* What to do *
Say how many lines of the data below have the word "back" in them. Add nothing else.

* Extracted data *
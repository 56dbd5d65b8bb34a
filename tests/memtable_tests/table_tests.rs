//! MemTable Tests
//!
//! Tests verify:
//! - Basic put/get operations
//! - Size tracking and the flush threshold
//! - Tombstone handling
//! - Sorted iteration and half-open ranges
//! - Concurrent access patterns

use std::sync::Arc;
use std::thread;

use bytes::Bytes;
use tierkv::memtable::{MemTable, ENTRY_OVERHEAD};
use tierkv::Entry;

// =============================================================================
// Helper Functions
// =============================================================================

const LIMIT: usize = 1024 * 1024;

fn put(key: &str, value: &str) -> Entry {
    Entry::from_slices(key.as_bytes(), Some(value.as_bytes()))
}

fn tombstone(key: &str) -> Entry {
    Entry::from_slices(key.as_bytes(), None)
}

fn keys(entries: impl Iterator<Item = Entry>) -> Vec<String> {
    entries
        .map(|e| String::from_utf8(e.key.to_vec()).unwrap())
        .collect()
}

// =============================================================================
// Basic Operations Tests
// =============================================================================

#[test]
fn test_new_memtable_is_empty() {
    let memtable = MemTable::new(1, LIMIT);
    assert_eq!(memtable.entry_count(), 0);
    assert_eq!(memtable.size(), 0);
    assert!(memtable.is_empty());
    assert_eq!(memtable.generation(), 1);
}

#[test]
fn test_put_and_get() {
    let memtable = MemTable::new(1, LIMIT);
    memtable.put(put("key1", "value1"));

    assert_eq!(memtable.get(b"key1"), Some(put("key1", "value1")));
    assert_eq!(memtable.get(b"missing"), None);
}

#[test]
fn test_put_overwrites_existing() {
    let memtable = MemTable::new(1, LIMIT);
    memtable.put(put("key1", "value1"));
    memtable.put(put("key1", "value2"));

    assert_eq!(memtable.entry_count(), 1);
    assert_eq!(
        memtable.get(b"key1").unwrap().value,
        Some(Bytes::from_static(b"value2"))
    );
}

// =============================================================================
// Tombstone Tests
// =============================================================================

#[test]
fn test_tombstone_shadows_value() {
    let memtable = MemTable::new(1, LIMIT);
    memtable.put(put("key1", "value1"));
    memtable.put(tombstone("key1"));

    let entry = memtable.get(b"key1").unwrap();
    assert!(entry.is_tombstone());
    assert_eq!(memtable.entry_count(), 1);
}

#[test]
fn test_put_after_delete() {
    let memtable = MemTable::new(1, LIMIT);
    memtable.put(tombstone("key1"));
    memtable.put(put("key1", "back"));

    assert_eq!(memtable.get(b"key1"), Some(put("key1", "back")));
}

// =============================================================================
// Size Tracking Tests
// =============================================================================

#[test]
fn test_size_charges_key_value_and_overhead() {
    let memtable = MemTable::new(1, LIMIT);
    memtable.put(put("key", "value"));
    assert_eq!(memtable.size(), 3 + 5 + ENTRY_OVERHEAD);

    memtable.put(tombstone("gone"));
    assert_eq!(memtable.size(), 3 + 5 + ENTRY_OVERHEAD + 4 + ENTRY_OVERHEAD);
}

#[test]
fn test_size_grows_on_overwrite() {
    let memtable = MemTable::new(1, LIMIT);
    memtable.put(put("k", "a"));
    let first = memtable.size();
    memtable.put(put("k", "b"));
    assert_eq!(memtable.size(), first * 2);
}

#[test]
fn test_put_reports_threshold() {
    let entry_size = 2 + 2 + ENTRY_OVERHEAD;
    let memtable = MemTable::new(1, entry_size * 3);

    assert!(!memtable.put(put("k1", "v1")));
    assert!(!memtable.put(put("k2", "v2")));
    assert!(!memtable.should_flush());
    // Exactly at the limit counts as full
    assert!(memtable.put(put("k3", "v3")));
    assert!(memtable.should_flush());
}

// =============================================================================
// Iteration Tests
// =============================================================================

#[test]
fn test_iter_sorted_order_with_tombstones() {
    let memtable = Arc::new(MemTable::new(1, LIMIT));
    memtable.put(put("c", "3"));
    memtable.put(put("a", "1"));
    memtable.put(tombstone("b"));

    let entries: Vec<Entry> = memtable.iter().collect();
    assert_eq!(entries, vec![put("a", "1"), tombstone("b"), put("c", "3")]);
}

#[test]
fn test_range_is_half_open() {
    let memtable = Arc::new(MemTable::new(1, LIMIT));
    for i in 1..=9 {
        memtable.put(put(&i.to_string(), "v"));
    }

    assert_eq!(
        keys(memtable.range(Some(&b"3"[..]), Some(&b"7"[..]))),
        vec!["3", "4", "5", "6"]
    );
    assert_eq!(keys(memtable.range(None, Some(&b"3"[..]))), vec!["1", "2"]);
    assert_eq!(keys(memtable.range(Some(&b"8"[..]), None)), vec!["8", "9"]);
}

#[test]
fn test_range_empty_when_from_not_below_to() {
    let memtable = Arc::new(MemTable::new(1, LIMIT));
    memtable.put(put("a", "1"));
    memtable.put(put("b", "2"));

    assert_eq!(memtable.range(Some(&b"b"[..]), Some(&b"b"[..])).count(), 0);
    assert_eq!(memtable.range(Some(&b"b"[..]), Some(&b"a"[..])).count(), 0);
}

#[test]
fn test_iterator_sees_inserts_past_cursor() {
    let memtable = Arc::new(MemTable::new(1, LIMIT));
    memtable.put(put("a", "1"));
    memtable.put(put("c", "3"));

    let mut iter = memtable.iter();
    assert_eq!(iter.next().unwrap().key, Bytes::from_static(b"a"));
    memtable.put(put("b", "2"));
    assert_eq!(keys(iter), vec!["b", "c"]);
}

// =============================================================================
// Concurrent Access Tests
// =============================================================================

#[test]
fn test_concurrent_reads_and_writes() {
    let memtable = Arc::new(MemTable::new(1, LIMIT));
    memtable.put(put("key", "value"));

    let mut handles = vec![];
    for i in 0..8 {
        let mt = Arc::clone(&memtable);
        handles.push(thread::spawn(move || {
            for j in 0..50 {
                mt.put(put(&format!("key{}_{:02}", i, j), "v"));
                assert_eq!(mt.get(b"key"), Some(put("key", "value")));
            }
        }));
    }
    for handle in handles {
        handle.join().unwrap();
    }

    assert_eq!(memtable.entry_count(), 401);
    let all = keys(memtable.iter());
    let mut sorted = all.clone();
    sorted.sort();
    assert_eq!(all, sorted);
}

* Task output *
2